The first verse of the Qaṣīda dar luġāt-i hindī suggests it to have been intended for a Persian-speaking youth seeking to learn “the names of all things in Hindi”: nām-i har čīzī ba-hindī bišnau az man ay pisar / ḫāṣṣa nām-i har dawā’ī naf‘ bar dārī magar // “Listen, oh son, to the names of all things in Hindi / But benefit from each remedy’s special name.” While Yūsufi exclusively employs Persian as his glossing metalanguage, later authors of Indo-Persian niṣābs increasingly employed Hindi-Urdu as their glossing metalanguage, suggesting that later niṣābs were intended for those more familiar with Hindi-Urdu as a spoken language and written Persian as the target language (Hakala 2015, pp. 223-227). The third distich introduces a six-verse set on parts of the body: jīb wa kān amad [for āmad] zabān wa guš wa d’ārī rīš dān / mūč-rā mī-ḫẉān burūt wa kāna kūr wa bahra kar, “jīb and kān are ‘tongue’ and ‘ear’, and know dārī [for dāṛhī] [as] ‘beard’ / Call ‘moustache’ mūč [for mūčh] and kāna [kānā] ‘blind’, and bahra [for bahrā] ‘deaf.’” After the tenth verse, the topics that Yūsufī explores become more varied: verse ten lists domesticated beasts (‘sheep’, ‘he-goat’, ‘camel’, etc.); verses eleven to fourteen, foods (‘meat’, ‘bread’, ‘fenugreek’, etc.); verses fifteen and sixteen, luxury items (‘silk’, ‘collyrium’, ‘aloeswood’, ‘pearl’, etc.); verse seventeen, qualities and quantities (‘little’, ‘many’, ‘bad’, good’); and verse nineteen, weaving and travel (‘warp’, ‘spider’s web’, ‘travel provisions,’ ‘travel’). From verse twenty, a series of distiches devoted to medicinal plant products are punctuated with verses on insects (twenty-seven), fruits and vegetables (twenty-nine to thirty-one), milk products/fire (thirty-two), grains/robbery (thirty-three), metals/foods (thirty-seven), grains (thirty-nine), home/parental relationships (forty), times of day/sun and moon (forty-one), and weather (forty-two), before finishing with the concluding verses (forty-three and forty-four), containing the author’s pen name and a promise to the reader: yūsufī bahr-at darīn abyāt kardast ānčih ḏikr / gar kunī az bar turā har dam rasad naf‘ī digar // az żarar dārad madāmat dar panāh-i ḫẉēštan / ānkih dar ‘ālam ba-taqdīraš buwad naf‘ wa żarar //, What Yūsufī has done for you in these verses, if you remember it / From the heart, each moment another benefit will reach you // He has safety from harm forever in his own refuge / Whose worldly harm and benefit is by divine decree.”

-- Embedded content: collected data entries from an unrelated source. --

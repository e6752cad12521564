//! Build step definitions

use crate::EmptyGlobPolicy;
use kiln_errors::BuildError;
use serde::{Deserialize, Serialize};
use std::fmt;
use std::str::FromStr;

/// One declarative provisioning instruction, with its position in the recipe
#[derive(Debug, Clone, PartialEq, Eq, Serialize, Deserialize)]
pub struct BuildStep {
    /// 1-based declared order; strictly increasing across a step list
    pub index: usize,
    #[serde(flatten)]
    pub kind: StepKind,
}

impl BuildStep {
    #[must_use]
    pub fn new(index: usize, kind: StepKind) -> Self {
        Self { index, kind }
    }
}

impl fmt::Display for BuildStep {
    fn fmt(&self, f: &mut fmt::Formatter<'_>) -> fmt::Result {
        write!(f, "[{}] {}", self.index, self.kind)
    }
}

/// The action a build step performs
#[derive(Debug, Clone, PartialEq, Eq, Serialize, Deserialize)]
#[serde(tag = "kind", rename_all = "kebab-case")]
pub enum StepKind {
    /// Ensure a directory exists in the image
    CreateDirectory { path: String },

    /// Change the directory later relative paths resolve against
    SetWorkingDirectory { path: String },

    /// Copy host files matching `source` into the image at `destination`
    CopyFiles {
        source: String,
        destination: String,
        #[serde(default, skip_serializing_if = "Option::is_none")]
        empty_glob: Option<EmptyGlobPolicy>,
    },

    /// Run a command line in the build environment
    RunCommand {
        command: String,
        /// Dependency manifest this command installs from
        #[serde(default, skip_serializing_if = "Option::is_none")]
        manifest: Option<String>,
        /// Per-step timeout in seconds
        #[serde(default, skip_serializing_if = "Option::is_none")]
        timeout: Option<u64>,
    },

    /// Change the mode of image files matching `pattern`
    SetFilePermissions {
        pattern: String,
        mode: FileMode,
        #[serde(default, skip_serializing_if = "Option::is_none")]
        empty_glob: Option<EmptyGlobPolicy>,
    },

    /// Record the container's startup command
    SetStartupCommand { command: String },
}

impl StepKind {
    /// Stable kebab-case name of the action
    #[must_use]
    pub fn name(&self) -> &'static str {
        match self {
            Self::CreateDirectory { .. } => "create-directory",
            Self::SetWorkingDirectory { .. } => "set-working-directory",
            Self::CopyFiles { .. } => "copy-files",
            Self::RunCommand { .. } => "run-command",
            Self::SetFilePermissions { .. } => "set-file-permissions",
            Self::SetStartupCommand { .. } => "set-startup-command",
        }
    }

    /// Positional arguments of the action
    #[must_use]
    pub fn arguments(&self) -> Vec<String> {
        match self {
            Self::CreateDirectory { path } | Self::SetWorkingDirectory { path } => {
                vec![path.clone()]
            }
            Self::CopyFiles {
                source,
                destination,
                ..
            } => vec![source.clone(), destination.clone()],
            Self::RunCommand { command, .. } | Self::SetStartupCommand { command } => {
                vec![command.clone()]
            }
            Self::SetFilePermissions { pattern, mode, .. } => {
                vec![pattern.clone(), mode.to_string()]
            }
        }
    }
}

impl fmt::Display for StepKind {
    fn fmt(&self, f: &mut fmt::Formatter<'_>) -> fmt::Result {
        match self {
            Self::CopyFiles {
                source,
                destination,
                ..
            } => write!(f, "{} {source} -> {destination}", self.name()),
            _ => write!(f, "{} {}", self.name(), self.arguments().join(" ")),
        }
    }
}

/// File mode applied by a set-file-permissions step
#[derive(Debug, Clone, Copy, PartialEq, Eq, Serialize, Deserialize)]
#[serde(try_from = "String", into = "String")]
pub enum FileMode {
    /// Add execute bits wherever the matching read bit is set
    Executable,
    /// Replace the permission bits with this octal mode
    Exact(u32),
}

impl FileMode {
    /// Compute the new mode from the file's current mode
    #[must_use]
    pub fn apply(self, current: u32) -> u32 {
        match self {
            Self::Executable => current | ((current & 0o444) >> 2),
            Self::Exact(mode) => (current & !0o7777) | mode,
        }
    }
}

impl FromStr for FileMode {
    type Err = BuildError;

    fn from_str(s: &str) -> Result<Self, Self::Err> {
        let trimmed = s.trim();
        match trimmed {
            "executable" | "+x" | "a+x" => Ok(Self::Executable),
            _ => {
                let digits = trimmed.strip_prefix("0o").unwrap_or(trimmed);
                if (3..=4).contains(&digits.len()) {
                    if let Ok(mode) = u32::from_str_radix(digits, 8) {
                        return Ok(Self::Exact(mode));
                    }
                }
                Err(BuildError::InvalidMode {
                    mode: s.to_string(),
                })
            }
        }
    }
}

impl TryFrom<String> for FileMode {
    type Error = BuildError;

    fn try_from(value: String) -> Result<Self, Self::Error> {
        value.parse()
    }
}

impl From<FileMode> for String {
    fn from(mode: FileMode) -> Self {
        mode.to_string()
    }
}

impl fmt::Display for FileMode {
    fn fmt(&self, f: &mut fmt::Formatter<'_>) -> fmt::Result {
        match self {
            Self::Executable => write!(f, "executable"),
            Self::Exact(mode) => write!(f, "{mode:o}"),
        }
    }
}

#[cfg(test)]
mod tests {
    use super::*;

    #[test]
    fn test_parse_modes() {
        assert_eq!("executable".parse::<FileMode>().unwrap(), FileMode::Executable);
        assert_eq!("+x".parse::<FileMode>().unwrap(), FileMode::Executable);
        assert_eq!("755".parse::<FileMode>().unwrap(), FileMode::Exact(0o755));
        assert_eq!("0o644".parse::<FileMode>().unwrap(), FileMode::Exact(0o644));
        assert!("rwx".parse::<FileMode>().is_err());
        assert!("7".parse::<FileMode>().is_err());
        assert!("888".parse::<FileMode>().is_err());
    }

    #[test]
    fn test_executable_mirrors_read_bits() {
        assert_eq!(FileMode::Executable.apply(0o100_644), 0o100_755);
        assert_eq!(FileMode::Executable.apply(0o100_600), 0o100_700);
        assert_eq!(FileMode::Exact(0o700).apply(0o100_644), 0o100_700);
    }

    #[test]
    fn test_step_display() {
        let step = BuildStep::new(
            3,
            StepKind::CopyFiles {
                source: "pyproject.toml".into(),
                destination: "/app".into(),
                empty_glob: None,
            },
        );
        assert_eq!(step.to_string(), "[3] copy-files pyproject.toml -> /app");
        assert_eq!(step.kind.name(), "copy-files");
    }
}
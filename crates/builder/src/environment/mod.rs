//! Build environment: how commands reach the image filesystem

mod execution;

pub use execution::{CommandOutcome, CommandRequest, CommandRunner, ShellRunner};
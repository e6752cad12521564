//! Executors for each build step kind

use crate::build_plan::validate_copy_source;
use crate::core::config::BuildOptions;
use crate::core::context::BuildContext;
use crate::environment::{CommandRequest, CommandRunner};
use crate::utils::fileops::{copy_entry, literal_prefix, match_glob, prune_nested, GlobMatch};
use crate::utils::timeout::with_optional_timeout;
use kiln_errors::{BuildError, Error};
use kiln_events::EventEmitter;
use kiln_types::{BuildStep, EmptyGlobPolicy, FileMode, StepKind};
use std::os::unix::fs::PermissionsExt;
use std::path::{Path, PathBuf};
use tokio::fs;

/// Execute a single build step against the context
///
/// # Errors
///
/// Returns the step's own failure, not yet attributed to the step index.
pub async fn execute_step(
    step: &BuildStep,
    ctx: &mut BuildContext,
    runner: &dyn CommandRunner,
    options: &BuildOptions,
) -> Result<(), Error> {
    match &step.kind {
        StepKind::CreateDirectory { path } => execute_create_directory(path, ctx).await,
        StepKind::SetWorkingDirectory { path } => execute_set_working_directory(path, ctx).await,
        StepKind::CopyFiles {
            source,
            destination,
            empty_glob,
        } => {
            let policy = options.empty_glob_for(*empty_glob);
            execute_copy_files(source, destination, policy, ctx).await
        }
        StepKind::RunCommand {
            command,
            manifest,
            timeout,
        } => {
            let timeout = timeout.or(options.step_timeout);
            execute_run_command(
                step.index,
                command,
                manifest.as_deref(),
                timeout,
                ctx,
                runner,
            )
            .await
        }
        StepKind::SetFilePermissions {
            pattern,
            mode,
            empty_glob,
        } => {
            let policy = options.empty_glob_for(*empty_glob);
            execute_set_file_permissions(pattern, *mode, policy, ctx).await
        }
        StepKind::SetStartupCommand { command } => {
            ctx.startup_command = Some(command.clone());
            Ok(())
        }
    }
}

async fn execute_create_directory(path: &str, ctx: &BuildContext) -> Result<(), Error> {
    let host = ctx.confined_host_path(ctx.resolve(path)).await?;
    fs::create_dir_all(&host)
        .await
        .map_err(|e| Error::io_with_path(&e, &host))?;
    Ok(())
}

async fn execute_set_working_directory(path: &str, ctx: &mut BuildContext) -> Result<(), Error> {
    let image_path = ctx.resolve(path);
    let host = ctx.confined_host_path(&image_path).await?;
    let is_dir = fs::metadata(&host).await.is_ok_and(|m| m.is_dir());
    if !is_dir {
        return Err(BuildError::PathNotFound { path: image_path }.into());
    }
    ctx.working_dir = image_path;
    Ok(())
}

fn no_matches(pattern: &str, policy: EmptyGlobPolicy, ctx: &BuildContext) -> Result<(), Error> {
    match policy {
        EmptyGlobPolicy::Fail => Err(BuildError::SourceNotFound {
            pattern: pattern.to_string(),
        }
        .into()),
        EmptyGlobPolicy::Ignore => {
            ctx.emit_warning(format!("no files match {pattern}; nothing to do"));
            Ok(())
        }
    }
}

async fn execute_copy_files(
    source: &str,
    destination: &str,
    policy: EmptyGlobPolicy,
    ctx: &BuildContext,
) -> Result<(), Error> {
    validate_copy_source(source)?;

    let matches = prune_nested(match_glob(&ctx.source_root, source, &ctx.excluded)?);
    if matches.is_empty() {
        return no_matches(source, policy, ctx);
    }

    let dest_image = ctx.resolve(destination);
    let dest_host = ctx.confined_host_path(&dest_image).await?;
    let dest_is_dir = destination.ends_with('/')
        || destination == "."
        || matches.len() > 1
        || matches.iter().any(|m| m.is_dir)
        || fs::metadata(&dest_host).await.is_ok_and(|m| m.is_dir());

    let prefix = literal_prefix(source.trim_start_matches("./"));
    for GlobMatch { relative, is_dir } in &matches {
        let from = if relative.as_os_str().is_empty() {
            ctx.source_root.clone()
        } else {
            ctx.source_root.join(relative)
        };
        let target = copy_target(
            Path::new(&dest_image),
            dest_is_dir,
            &prefix,
            relative,
            *is_dir,
        );
        let target = ctx.confined_host_path(&target).await?;
        copy_entry(&from, &target, &ctx.excluded).await?;
    }

    ctx.emit_debug(format!(
        "Copied {} entr{} matching {source} to {dest_image}",
        matches.len(),
        if matches.len() == 1 { "y" } else { "ies" }
    ));
    Ok(())
}

/// Where a matched entry lands in the image
///
/// Matches keep their path below the pattern's literal prefix. A literal
/// file match keeps its file name; a literal directory match has its
/// contents copied into the destination.
fn copy_target(
    dest: &Path,
    dest_is_dir: bool,
    prefix: &Path,
    relative: &Path,
    is_dir: bool,
) -> PathBuf {
    if !dest_is_dir {
        return dest.to_path_buf();
    }
    match relative.strip_prefix(prefix) {
        Ok(rest) if !rest.as_os_str().is_empty() => dest.join(rest),
        _ if is_dir => dest.to_path_buf(),
        _ => match relative.file_name() {
            Some(name) => dest.join(name),
            None => dest.to_path_buf(),
        },
    }
}

async fn execute_run_command(
    index: usize,
    command: &str,
    manifest: Option<&str>,
    timeout: Option<u64>,
    ctx: &BuildContext,
    runner: &dyn CommandRunner,
) -> Result<(), Error> {
    if let Some(manifest) = manifest {
        let manifest_path = ctx.resolve(manifest);
        let present = fs::metadata(ctx.confined_host_path(&manifest_path).await?)
            .await
            .is_ok_and(|m| m.is_file());
        if !present {
            return Err(BuildError::ManifestMissing {
                path: manifest_path,
            }
            .into());
        }
    }

    let request = CommandRequest {
        index,
        command: command.to_string(),
        image_dir: ctx.working_dir.clone(),
        host_dir: ctx.confined_host_path(&ctx.working_dir).await?,
        environment: ctx.environment.clone(),
    };

    let outcome = with_optional_timeout(runner.run(&request, ctx), timeout, |seconds| {
        BuildError::StepTimeout {
            command: command.to_string(),
            seconds,
        }
    })
    .await?;

    if outcome.success() {
        return Ok(());
    }

    let err = match manifest {
        Some(manifest) => BuildError::ManifestInstallFailed {
            manifest: manifest.to_string(),
            command: command.to_string(),
            exit_code: outcome.exit_code,
        },
        None => BuildError::StepExecution {
            command: command.to_string(),
            exit_code: outcome.exit_code,
        },
    };
    Err(err.into())
}

async fn execute_set_file_permissions(
    pattern: &str,
    mode: FileMode,
    policy: EmptyGlobPolicy,
    ctx: &BuildContext,
) -> Result<(), Error> {
    // Match against the image filesystem, rooted at `/`
    let image_pattern = ctx.resolve(pattern);
    let relative_pattern = image_pattern.trim_start_matches('/');

    let files: Vec<PathBuf> = match_glob(&ctx.image_root, relative_pattern, &[])?
        .into_iter()
        .filter(|m| !m.is_dir)
        .map(|m| ctx.image_root.join(m.relative))
        .collect();

    if files.is_empty() {
        return no_matches(pattern, policy, ctx);
    }

    for file in &files {
        // Entries reached through a link in a parent directory may sit
        // outside the image
        let confined = match ctx.image_path_of(file) {
            Some(image_path) => ctx.confined_host_path(image_path).await?,
            None => continue,
        };
        if &confined != file {
            ctx.emit_warning(format!(
                "skipping {} reached through a symbolic link",
                file.display()
            ));
            continue;
        }

        let meta = fs::symlink_metadata(file)
            .await
            .map_err(|e| Error::io_with_path(&e, file))?;
        // Links carry no mode of their own
        if meta.file_type().is_symlink() {
            continue;
        }
        let new_mode = mode.apply(meta.permissions().mode());
        fs::set_permissions(file, std::fs::Permissions::from_mode(new_mode))
            .await
            .map_err(|e| Error::io_with_path(&e, file))?;
    }

    ctx.emit_debug(format!(
        "Set mode {mode} on {} file(s) matching {image_pattern}",
        files.len()
    ));
    Ok(())
}

#[cfg(test)]
mod tests {
    use super::*;

    #[test]
    fn test_copy_target_placement() {
        let dest = Path::new("/stage/app");
        // Literal file into a directory keeps its name
        assert_eq!(
            copy_target(dest, true, Path::new("pyproject.toml"), Path::new("pyproject.toml"), false),
            PathBuf::from("/stage/app/pyproject.toml")
        );
        // Literal file onto a file path is renamed
        assert_eq!(
            copy_target(dest, false, Path::new("a.txt"), Path::new("a.txt"), false),
            PathBuf::from("/stage/app")
        );
        // Glob matches keep their path below the literal prefix
        assert_eq!(
            copy_target(dest, true, Path::new("docker"), Path::new("docker/run.sh"), false),
            PathBuf::from("/stage/app/run.sh")
        );
        assert_eq!(
            copy_target(dest, true, Path::new(""), Path::new("src"), true),
            PathBuf::from("/stage/app/src")
        );
        // Whole-tree and literal directory copies land in the destination
        assert_eq!(
            copy_target(dest, true, Path::new(""), Path::new(""), true),
            PathBuf::from("/stage/app")
        );
        assert_eq!(
            copy_target(dest, true, Path::new("static"), Path::new("static"), true),
            PathBuf::from("/stage/app")
        );
    }
}
//! kiln - Declarative container image builder
//!
//! Parses a recipe, runs its steps in order against a staging filesystem
//! and publishes the image only when every step succeeded.

mod cli;
mod display;
mod error;
mod events;
mod logging;

use crate::cli::{Cli, Commands};
use crate::display::{OperationResult, OutputRenderer};
use crate::error::CliError;
use crate::events::EventHandler;
use clap::Parser;
use kiln_builder::{BuildOptions, BuildRequest, Builder};
use kiln_config::Config;
use kiln_errors::Error;
use kiln_events::{EventEmitter, EventReceiver, EventSender};
use kiln_types::{ColorChoice, OutputFormat};
use std::path::{Path, PathBuf};
use std::process;
use tokio::select;
use tracing::{error, info, warn};

#[tokio::main]
async fn main() {
    // Parse command line arguments first to check for JSON mode
    let cli = Cli::parse();
    let json_mode = cli.global.json;

    init_tracing(json_mode, cli.global.debug);

    if let Err(e) = run(cli).await {
        error!("Application error: {}", e);
        process::exit(1);
    }
}

/// Main application logic; failures are rendered here before returning
async fn run(cli: Cli) -> Result<(), CliError> {
    info!("Starting kiln v{}", env!("CARGO_PKG_VERSION"));

    let config = match load_config(&cli).await {
        Ok(config) => config,
        Err(e) => {
            let renderer = OutputRenderer::new(
                cli.global.json,
                cli.global.color.unwrap_or(ColorChoice::Auto),
            );
            renderer.render_error(&e)?;
            return Err(e);
        }
    };

    let json_output = cli.global.json || config.general.default_output == OutputFormat::Json;
    let color_choice = cli.global.color.unwrap_or(config.general.color);
    let renderer = OutputRenderer::new(json_output, color_choice);

    let (event_sender, event_receiver) = kiln_events::channel();

    let colors_enabled = match color_choice {
        ColorChoice::Always => true,
        ColorChoice::Never => false,
        ColorChoice::Auto => console::Term::stderr().features().colors_supported(),
    };
    let mut event_handler = EventHandler::new(colors_enabled, cli.global.debug, json_output);

    let operation = cli.command.name();
    event_sender.emit_operation_started(operation);

    let result = execute_command_with_events(
        cli.command,
        config,
        event_sender.clone(),
        event_receiver,
        &mut event_handler,
    )
    .await;

    match result {
        Ok(result) => {
            event_sender.emit_operation_completed(operation, true);
            renderer.render_result(&result)?;
            info!("Command completed successfully");
            Ok(())
        }
        Err(e) => {
            event_sender.emit_operation_failed(operation, e.to_string());
            renderer.render_error(&e)?;
            Err(e)
        }
    }
}

/// Load configuration with precedence file < environment < CLI flags
async fn load_config(cli: &Cli) -> Result<Config, CliError> {
    let mut config = Config::load_or_default(cli.global.config.as_deref()).await?;
    config.merge_env()?;
    apply_cli_config(&mut config, &cli.global, &cli.command)?;
    Ok(config)
}

/// Execute command with concurrent event handling
///
/// Ctrl-C drops the command future, which discards the staging filesystem
/// and kills any running command. Nothing is published.
async fn execute_command_with_events(
    command: Commands,
    config: Config,
    event_sender: EventSender,
    mut event_receiver: EventReceiver,
    event_handler: &mut EventHandler,
) -> Result<OperationResult, CliError> {
    let mut command_future = Box::pin(execute_command(command, config, event_sender));
    let ctrl_c = tokio::signal::ctrl_c();
    tokio::pin!(ctrl_c);

    loop {
        select! {
            result = &mut command_future => {
                while let Ok(event) = event_receiver.try_recv() {
                    event_handler.handle_event(event);
                }
                return result;
            }
            event = event_receiver.recv() => {
                match event {
                    Some(event) => event_handler.handle_event(event),
                    None => { /* Channel closed: keep waiting for command to finish */ }
                }
            }
            _ = &mut ctrl_c => {
                warn!("Interrupted, cancelling build");
                drop(command_future);
                while let Ok(event) = event_receiver.try_recv() {
                    event_handler.handle_event(event);
                }
                return Err(CliError::Build(Error::Cancelled));
            }
        }
    }
}

/// Execute the specified command
async fn execute_command(
    command: Commands,
    config: Config,
    event_sender: EventSender,
) -> Result<OperationResult, CliError> {
    match command {
        Commands::Build {
            recipe,
            source,
            output,
            ..
        } => {
            let plan = kiln_builder::load_plan(&recipe).await?;

            let source_root = source.unwrap_or_else(|| recipe_dir(&recipe));
            let output_dir =
                output.unwrap_or_else(|| config.output_dir().join(&plan.metadata.name));

            let builder = Builder::with_options(BuildOptions::from(&config.build))
                .with_event_sender(event_sender);
            let outcome = builder
                .build(&plan, &BuildRequest::new(source_root, output_dir))
                .await?;

            Ok(OperationResult::BuildReport(outcome.report()))
        }
        Commands::Plan { recipe } => {
            let plan = kiln_builder::load_plan(&recipe).await?;
            Ok(OperationResult::Plan(plan))
        }
        Commands::Inspect { output } => {
            let descriptor = kiln_builder::load_descriptor(&output).await?;
            Ok(OperationResult::Image(descriptor))
        }
    }
}

/// Directory containing the recipe, used as the default build context
fn recipe_dir(recipe: &Path) -> PathBuf {
    match recipe.parent() {
        Some(parent) if !parent.as_os_str().is_empty() => parent.to_path_buf(),
        _ => PathBuf::from("."),
    }
}

/// Initialize tracing/logging
///
/// Console logging stays off so progress rendering and JSON output are not
/// interleaved with log lines. `--debug` or `RUST_LOG` sends structured JSON
/// logs to a file under the kiln log directory.
fn init_tracing(json_mode: bool, debug_enabled_flag: bool) {
    let debug_enabled = std::env::var("RUST_LOG").is_ok() || debug_enabled_flag;

    if debug_enabled {
        let log_dir = Config::logs_dir();
        if let Err(e) = std::fs::create_dir_all(&log_dir) {
            if !json_mode {
                eprintln!("Warning: Failed to create log directory: {e}");
            }
        }

        let log_file = log_dir.join(format!(
            "kiln-{}.log",
            chrono::Utc::now().format("%Y%m%d-%H%M%S")
        ));

        match std::fs::File::create(&log_file) {
            Ok(file) => {
                tracing_subscriber::fmt()
                    .json()
                    .with_writer(file)
                    .with_env_filter(
                        tracing_subscriber::EnvFilter::try_from_default_env().unwrap_or_else(
                            |_| tracing_subscriber::EnvFilter::new("info,kiln=debug"),
                        ),
                    )
                    .init();

                if !json_mode {
                    eprintln!("Debug logging to: {}", log_file.display());
                }
                return;
            }
            Err(e) => {
                if !json_mode {
                    eprintln!("Warning: Failed to create log file: {e}");
                }
            }
        }
    }

    tracing_subscriber::fmt()
        .with_writer(std::io::sink)
        .with_env_filter("off")
        .init();
}

/// Apply CLI configuration overrides (highest precedence)
fn apply_cli_config(
    config: &mut Config,
    global: &cli::GlobalArgs,
    command: &Commands,
) -> Result<(), CliError> {
    if let Some(color) = global.color {
        config.general.color = color;
    }

    if let Commands::Build {
        empty_glob,
        base_rootfs,
        step_timeout,
        sequence_timeout,
        ..
    } = command
    {
        if let Some(policy) = empty_glob {
            config.build.empty_glob = *policy;
        }
        if let Some(dir) = base_rootfs {
            if !dir.is_dir() {
                return Err(CliError::InvalidArguments(format!(
                    "--base-rootfs {} is not a directory",
                    dir.display()
                )));
            }
            config.build.base_rootfs = Some(dir.clone());
        }
        if let Some(seconds) = step_timeout {
            config.build.step_timeout = *seconds;
        }
        if let Some(seconds) = sequence_timeout {
            config.build.sequence_timeout = *seconds;
        }
    }

    Ok(())
}

#[cfg(test)]
mod tests {
    use super::*;
    use kiln_types::EmptyGlobPolicy;

    #[test]
    fn test_cli_flags_override_config() {
        let cli = Cli::try_parse_from([
            "kiln",
            "build",
            "recipe.yml",
            "--empty-glob",
            "ignore",
            "--sequence-timeout",
            "600",
            "--color",
            "never",
        ])
        .unwrap();

        let mut config = Config::default();
        apply_cli_config(&mut config, &cli.global, &cli.command).unwrap();

        assert_eq!(config.build.empty_glob, EmptyGlobPolicy::Ignore);
        assert_eq!(config.build.sequence_timeout(), Some(600));
        assert_eq!(config.general.color, ColorChoice::Never);
    }

    #[test]
    fn test_missing_base_rootfs_is_rejected() {
        let cli = Cli::try_parse_from([
            "kiln",
            "build",
            "recipe.yml",
            "--base-rootfs",
            "/definitely/not/here",
        ])
        .unwrap();

        let mut config = Config::default();
        let err = apply_cli_config(&mut config, &cli.global, &cli.command).unwrap_err();
        assert!(matches!(err, CliError::InvalidArguments(_)));
    }

    #[test]
    fn test_recipe_dir_defaults() {
        assert_eq!(recipe_dir(Path::new("recipe.yml")), PathBuf::from("."));
        assert_eq!(
            recipe_dir(Path::new("project/recipe.yml")),
            PathBuf::from("project")
        );
    }
}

As the final two verses of the Qaṣīda dar luġāt-i hindī attest, the author’s Persian is as one would expect: fluent and typical of its time. His representation of hindawī terms, however, is idiosyncratic and accounts for the majority of variations in the manuscripts. The last letter of the term mūč for Hindi mūčh, ‘moustache’) from verse three, for example, though orthographically represented as ج (the letter jim of Persian alphabet) is pronounced with aspiration. Vowel length (e.g., bahūt for bahut, ‘many’, verse seventeen; lun for loṅ or lūṅ, ‘salt’, verse twenty-four), retroflex consonants (e.g., tīkrī for tikṛī, ‘hog-weed’, verse twenty-one), aspiration (e.g., metī for methī, ‘fenugreek’, verse eleven; meh for megh, ‘cloud’, in verse twenty-two), and other sounds (e.g., findukī for piṅḍukī, ‘turtle-dove’, verse eighteen; bardes for pardes, ‘foreign country’, verse nineteen; gazar for gajar or gājar, ‘carrot’, verse twenty) are recorded in forms that differ markedly from modern orthography.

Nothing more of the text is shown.